Coining new words like the US treasury mints money, but with more meaning in the misspelling than all those dollars are telling.

Roberta said...

Funny! You change one letter and let'er rip!

Jon M said...

Life without chocolate? yeah right.:)

Unknown said...

Coin away, G&G, I loves a new wordy!
I am in rature!

There are many words that could benefit from letter amputation, Roberta. Can't think of any ....

Oh all right, Jon, no I couldn't - I have a revolting need of it and so have the people who live me!

Anonymous said...

Chocolate is the devils food

Unknown said...

And witches eat it too - by the pound!

Unknown said...

I am very revolting without chocolate!!!

Unknown said...

I know.

Taffiny said...

I revolt against making any tight precise resolutions, so that it is very hard to say that I have broken any, and broken my word, so that any sort of improvement no matter how short lived, I will get some sort of credit for.

Like if I would say (though I never would say that) I will try and eat less chocolate, then if I go any amount of time, thinking about but resisting eating it, like seconds, or possibly minutes, then I have succeeded in trying to eat less chocolate.

I'm liking g's resoulutions, but I think I'd rather avoid the rature. (seems like it might bite)

S. Kearney said...

These are great. The socks one is the best! :-)

Rita said...

Happy revolution!!!
I did not realize what opposites we are...I hate chocolate & I fall for exercise hype. I have one of those home gyms & belong to a club. I can't help it, I'm anal I guess. I keep all appointments . Today though, I spent 3 fucking hours at the dentist. I'm a wreck & am fast getting drunk.

I do agree other people should be doing housework.

Unknown said...

Resolutions are usually there to be broken, Taff. Why torture yourself about them? You will make changes when you are ready.

The socks are not good, Seamus. At the moment there is a game going on to see who is wearing whose socks - male members of the tribe only, I hasten to add. My socks are deliberately pink and fluffy!

No, not anal, Handmaiden. I spent 20 years playing netball at a high standard - I only got sloppy in the last few years! I would like to keep what I've got so I spend a lot of time thinking myself thin!!

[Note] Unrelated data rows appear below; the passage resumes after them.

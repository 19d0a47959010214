//! Car browsing
//!
//! Filters and orders classified cars for the catalog pages. Filtering runs
//! on the gateway's own classification, so "only available" hides cars with
//! an active pending hold or a current reservation as well as those switched
//! off by an administrator.

use rental_core::models::TransmissionType;
use rust_decimal::Decimal;
use serde::Deserialize;
use std::cmp::Ordering;

use crate::reservation_manager::CarSummary;

/// Field to order cars by
#[derive(Debug, Clone, Copy, PartialEq, Eq, Default, Deserialize)]
#[serde(rename_all = "snake_case")]
pub enum CarSort {
    #[default]
    Id,
    Make,
    Year,
    #[serde(alias = "pricePerDay", alias = "price")]
    PricePerDay,
}

/// Sort direction
#[derive(Debug, Clone, Copy, PartialEq, Eq, Default, Deserialize)]
#[serde(rename_all = "lowercase")]
pub enum SortDirection {
    #[default]
    Asc,
    Desc,
}

/// Catalog search criteria; every `None` matches everything
#[derive(Debug, Clone, Default, PartialEq)]
pub struct CarFilter {
    /// Case-insensitive substring of the make
    pub make: Option<String>,
    /// Case-insensitive substring of the model
    pub model: Option<String>,
    pub year: Option<i32>,
    pub transmission: Option<TransmissionType>,
    pub min_price: Option<Decimal>,
    pub max_price: Option<Decimal>,
    /// Keep only cars that can be reserved right now
    pub only_available: bool,
    pub sort_by: CarSort,
    pub direction: SortDirection,
}

fn contains_ignore_case(haystack: &str, needle: &str) -> bool {
    haystack.to_lowercase().contains(&needle.trim().to_lowercase())
}

impl CarFilter {
    pub fn matches(&self, summary: &CarSummary) -> bool {
        let car = &summary.car;

        if self.only_available && !summary.can_reserve {
            return false;
        }
        if let Some(make) = self.make.as_deref() {
            if !contains_ignore_case(&car.make, make) {
                return false;
            }
        }
        if let Some(model) = self.model.as_deref() {
            if !contains_ignore_case(&car.model, model) {
                return false;
            }
        }
        if self.year.is_some_and(|year| car.year != year) {
            return false;
        }
        if self.transmission.is_some() && car.transmission != self.transmission {
            return false;
        }
        if self.min_price.is_some_and(|min| car.price_per_day < min) {
            return false;
        }
        if self.max_price.is_some_and(|max| car.price_per_day > max) {
            return false;
        }

        true
    }

    /// Order cars in place; ties fall back to the car id
    pub fn sort(&self, cars: &mut [CarSummary]) {
        cars.sort_by(|a, b| {
            let ordering = match self.sort_by {
                CarSort::Id => Ordering::Equal,
                CarSort::Make => a
                    .car
                    .make
                    .to_lowercase()
                    .cmp(&b.car.make.to_lowercase()),
                CarSort::Year => a.car.year.cmp(&b.car.year),
                CarSort::PricePerDay => a.car.price_per_day.cmp(&b.car.price_per_day),
            }
            .then(a.car.id.cmp(&b.car.id));

            match self.direction {
                SortDirection::Asc => ordering,
                SortDirection::Desc => ordering.reverse(),
            }
        });
    }

    /// Matching cars in the requested order
    pub fn apply(&self, cars: Vec<CarSummary>) -> Vec<CarSummary> {
        let mut matching: Vec<CarSummary> = cars.into_iter().filter(|c| self.matches(c)).collect();
        self.sort(&mut matching);
        matching
    }
}
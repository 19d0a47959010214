//! REST backend client
//!
//! Implements `ReservationBackend` over the backend's JSON API. Responses come
//! wrapped in a `{success, message, data}` envelope which is unwrapped here, and
//! HTTP failures are mapped onto `AppError` so callers never see transport types.
//!
//! ```rust,ignore
//! use rental_client::RestBackend;
//!
//! let backend = RestBackend::new("http://localhost:8080", 10_000)?;
//! let cars = backend.authorized(Some(token)).fetch_cars().await?;
//! ```

mod client;
mod error;
mod types;

pub use client::RestBackend;
pub use error::ClientError;
pub use types::{ApiEnvelope, CreatedReservation, ErrorBody};
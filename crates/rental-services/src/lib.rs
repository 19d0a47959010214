//! Booking logic for the car rental gateway
//!
//! Everything here is pure over a fetched snapshot of cars and reservations;
//! the only I/O goes through the `ReservationBackend` trait.
//!
//! # Services
//!
//! - `AvailabilityPolicy` - Which calendar days can still be booked
//! - `CarStatus` - Aggregate booking status of a car
//! - `CarFilter` - Catalog filtering and ordering
//! - `BookingController` - Date selection, validation and single submission
//! - `ReservationManager` - Backend-facing queries and the cancel-pending action

pub mod availability;
pub mod booking;
pub mod catalog;
pub mod eligibility;
pub mod reservation_manager;

pub use availability::{
    is_date_blocked, AvailabilityPolicy, BlockReason, DayAvailability, HoldState,
};
pub use booking::{
    submit_failure_message, BookingController, BookingError, BookingRules, BookingState, Quote,
    GENERIC_FAILURE,
};
pub use catalog::{CarFilter, CarSort, SortDirection};
pub use eligibility::{can_reserve, classify, pending_reservation, CarStatus};
pub use reservation_manager::{CarSummary, ReservationManager, UserReservation};

/// Booking rule defaults
pub mod constants {
    /// How long a PENDING reservation holds its dates, in minutes
    pub const PENDING_HOLD_MINUTES: i64 = 30;

    /// Whole days between today and the first bookable day
    pub const LEAD_TIME_DAYS: i64 = 1;

    /// Shortest rental, in days
    pub const MIN_RENTAL_DAYS: i64 = 1;

    /// Longest rental, in days
    pub const MAX_RENTAL_DAYS: i64 = 90;

    /// Largest availability calendar served in one request
    pub const CALENDAR_MAX_DAYS: i64 = 90;
}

Up the revolution - looks like you are all revolting!

barb said...

May I suggest the removal and refusal to say 'sorry' after 'no'. We must never apologise for having better things to do. Even if it's staying at home to wall gaze.

Unknown said...

A revolution against the word "yes","but the words I am looking for are: no, sorry, I don't have the time"

No sex then Minx?(I'm off).

Jan said...

A friend says saying no to stuff you havent time/dont want to do is actually empowering...WOW!

Unknown said...

You might, barb, but I would still be sorry that there wasn't enough time/energy/interest etc. Wall gazing? Now there's something I never have time for!

Good job you're on wheels, John G, otherwise I would smack you when I caught you!

This is true, Jan, and I do on occasion, otherwise I would never get any writing done.

Unknown said...

Here's to all things revolting.

By the way, there are some "things" for you, over at my place. You may choose to revolt against them or not.

Debi said...

Chocolate is never revolting.

And you know I speak as a revolutionary with many years' of activism to my name.